VwGH Ra 2019/02/0094

VwGHRa 2019/02/009411.9.2019

Der Verwaltungsgerichtshof hat durch den Vorsitzenden Senatspräsident Dr. Beck sowie den Hofrat Mag. Dr. Köller und die Hofrätin Mag. Dr. Maurer-Kober als Richter, unter Mitwirkung des Schriftführers Mag. Friedwagner, über die Revision des S in W, vertreten durch Dr. Johann Postlmayr, Rechtsanwalt in 5230 Mattighofen, Stadtplatz 6, gegen das Erkenntnis des Landesverwaltungsgerichts Oberösterreich vom 17. Juli 2018, Zl. LVwG-602017/12/MK/Bb, betreffend Übertretung der StVO (Partei gemäß § 21 Abs. 1 Z 2 VwGG: Bezirkshauptmannschaft Wels-Land), zu Recht erkannt:

Normen

B-VG Art130 Abs1 Z1
StVO 1960 §20 Abs2
StVO 1960 §99
VStG §19 Abs2
VStG §44a Z1
VwGG §42 Abs2 Z1
VwGVG 2014 §28
VwGVG 2014 §50

European Case Law Identifier: ECLI:AT:VWGH:2019:RA2019020094.L00

 

Spruch:

Das angefochtene Erkenntnis wird wegen Rechtswidrigkeit des Inhalts aufgehoben.
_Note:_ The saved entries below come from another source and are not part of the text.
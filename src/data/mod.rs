pub mod csv;
pub mod encode;

pub use csv::{parse_csv, read_csv};
pub use encode::{one_hot, scale_pixel};

/// One labeled example, already scaled and encoded for the network.
#[derive(Debug, Clone, PartialEq)]
pub struct Sample {
    /// Class index in `[0, outputs)`.
    pub label: usize,
    /// Scaled pixel values, length `inputs`.
    pub input: Vec<f64>,
    /// One-hot target, length `outputs`.
    pub target: Vec<f64>,
}
use crate::{
    data::Sample,
    error::Result,
    network::network::Network,
};

/// Runs one pass over `samples` in order, one `train` call per sample.
///
/// Returns the mean squared error seen before each update. A failing sample
/// aborts the pass; samples before it stay applied.
pub fn train_epoch(network: &mut Network, samples: &[Sample]) -> Result<f64> {
    let mut total_error = 0.0;

    for sample in samples {
        total_error += network.train_with_error(&sample.input, &sample.target)?;
    }

    Ok(total_error / samples.len().max(1) as f64)
}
Das Land Oberösterreich hat dem Revisionswerber Aufwendungen in der Höhe von EUR 1.346,40 binnen zwei Wochen bei sonstiger Exekution zu ersetzen.

Begründung

1 Der Revisionswerber wurde mit Strafverfügung der belangten Behörde vor dem Verwaltungsgericht vom 6. April 2017 schuldig erkannt, er habe unter näher genannten Umständen am 2. April 2017 außerhalb eines Ortsgebietes die durch Straßenverkehrszeichen in diesem Bereich kundgemachte zulässige Höchstgeschwindigkeit von 70 km/h um 65 km/h überschritten. Die in Betracht kommende Messtoleranz sei bereits zu seinen Gunsten abgezogen worden. Er habe dadurch § 52 lit. a Z 10a StVO übertreten, weshalb über ihn gemäß § 99 Abs. 2e StVO eine Geldstrafe von EUR 330,-- (Ersatzfreiheitsstrafe 133 Stunden) verhängt wurde. 2 Dagegen erhob der Revisionswerber Einspruch, worüber die belangte Behörde vor dem Verwaltungsgericht mit Straferkenntnis vom 3. Juli 2017 wie folgt absprach:

"Dem Einspruch gegen die Strafverfügung vom 06.04.2017 wird keine Folge gegeben und die in der Strafverfügung festgesetzte Verwaltungsstrafe bestätigt."

3 Weiter werden im Spruch Rechtsgrundlagen, der zu zahlende Gesamtbetrag sowie Eingaben zur Zahlungsfrist angeführt. 4 Die dagegen erhobene Beschwerde wies das Verwaltungsgericht mit dem nunmehr angefochtenen Erkenntnis als unbegründet ab und bestätigte das angefochtene Straferkenntnis mit der Maßgabe, dass dessen Spruch wie folgt zu lauten habe:

"Sie haben am 2. April 2017 um 08:50 Uhr in der Gemeinde M ... mit dem Pkw, Kennzeichen XX, die durch Straßenverkehrszeichen in diesem Bereich, welcher außerhalb eines Ortsgebietes liegt, kundgemachte zulässige Höchstgeschwindigkeit von 70 km/h um 65 km/h überschritten. Die in Betracht kommende Messtoleranz wurde bereits zu Ihren Gunsten abgezogen."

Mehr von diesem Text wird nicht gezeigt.